Your objective |
Scan the entries below and extract each line with the word "closes" in it.

Start of Block

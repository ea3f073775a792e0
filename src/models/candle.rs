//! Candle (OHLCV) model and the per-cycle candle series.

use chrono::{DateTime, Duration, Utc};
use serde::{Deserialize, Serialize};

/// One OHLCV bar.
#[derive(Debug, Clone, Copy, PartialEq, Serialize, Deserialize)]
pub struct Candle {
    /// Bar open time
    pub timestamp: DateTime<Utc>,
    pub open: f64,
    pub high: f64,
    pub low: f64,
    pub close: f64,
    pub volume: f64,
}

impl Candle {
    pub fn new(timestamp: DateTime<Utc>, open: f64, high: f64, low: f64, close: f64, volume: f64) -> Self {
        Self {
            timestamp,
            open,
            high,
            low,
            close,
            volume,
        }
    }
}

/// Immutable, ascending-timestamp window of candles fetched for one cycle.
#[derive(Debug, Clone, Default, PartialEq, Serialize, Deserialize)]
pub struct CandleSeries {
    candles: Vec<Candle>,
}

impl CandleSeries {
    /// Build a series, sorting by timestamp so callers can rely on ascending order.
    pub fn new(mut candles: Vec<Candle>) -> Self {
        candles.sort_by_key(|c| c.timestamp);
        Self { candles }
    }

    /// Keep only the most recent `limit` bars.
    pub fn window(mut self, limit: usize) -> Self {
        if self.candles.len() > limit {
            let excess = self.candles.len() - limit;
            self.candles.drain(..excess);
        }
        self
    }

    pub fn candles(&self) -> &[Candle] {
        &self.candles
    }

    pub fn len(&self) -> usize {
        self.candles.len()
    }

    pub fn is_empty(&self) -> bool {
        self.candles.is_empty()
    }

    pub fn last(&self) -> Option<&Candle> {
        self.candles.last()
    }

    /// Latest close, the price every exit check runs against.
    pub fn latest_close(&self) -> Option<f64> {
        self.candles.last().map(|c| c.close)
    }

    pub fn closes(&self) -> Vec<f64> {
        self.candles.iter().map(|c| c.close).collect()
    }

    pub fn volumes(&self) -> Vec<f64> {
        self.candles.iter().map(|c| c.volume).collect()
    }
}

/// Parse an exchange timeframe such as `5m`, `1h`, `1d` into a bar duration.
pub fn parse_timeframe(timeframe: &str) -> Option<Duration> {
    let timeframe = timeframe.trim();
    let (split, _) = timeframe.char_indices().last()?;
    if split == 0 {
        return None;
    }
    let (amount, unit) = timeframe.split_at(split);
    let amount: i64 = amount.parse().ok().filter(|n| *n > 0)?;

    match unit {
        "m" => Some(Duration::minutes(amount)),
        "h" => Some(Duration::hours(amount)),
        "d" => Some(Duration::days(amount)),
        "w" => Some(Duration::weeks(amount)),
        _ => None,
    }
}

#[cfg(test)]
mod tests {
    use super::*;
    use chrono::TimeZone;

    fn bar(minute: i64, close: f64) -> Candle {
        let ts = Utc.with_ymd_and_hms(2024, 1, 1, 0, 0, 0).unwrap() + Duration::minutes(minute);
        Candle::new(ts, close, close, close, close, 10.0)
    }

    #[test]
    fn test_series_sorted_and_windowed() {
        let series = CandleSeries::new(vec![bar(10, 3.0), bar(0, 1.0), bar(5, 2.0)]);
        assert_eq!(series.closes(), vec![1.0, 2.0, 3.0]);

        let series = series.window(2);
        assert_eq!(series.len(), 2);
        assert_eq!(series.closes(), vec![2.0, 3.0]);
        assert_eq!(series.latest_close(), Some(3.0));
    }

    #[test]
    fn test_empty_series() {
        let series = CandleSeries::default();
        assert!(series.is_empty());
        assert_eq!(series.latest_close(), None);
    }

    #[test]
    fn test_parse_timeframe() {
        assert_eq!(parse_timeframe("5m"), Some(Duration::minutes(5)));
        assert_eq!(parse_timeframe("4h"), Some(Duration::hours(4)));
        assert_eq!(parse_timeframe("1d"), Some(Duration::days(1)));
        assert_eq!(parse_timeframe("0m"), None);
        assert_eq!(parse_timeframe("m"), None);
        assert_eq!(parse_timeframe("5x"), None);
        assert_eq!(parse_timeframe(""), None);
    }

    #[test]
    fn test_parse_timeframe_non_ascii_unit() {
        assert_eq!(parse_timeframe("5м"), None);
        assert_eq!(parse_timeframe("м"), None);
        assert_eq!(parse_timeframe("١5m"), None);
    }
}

End of Block

Task solution |
    pub fn closes(&self) -> Vec<f64> {
        assert_eq!(series.closes(), vec![1.0, 2.0, 3.0]);
        assert_eq!(series.closes(), vec![2.0, 3.0]);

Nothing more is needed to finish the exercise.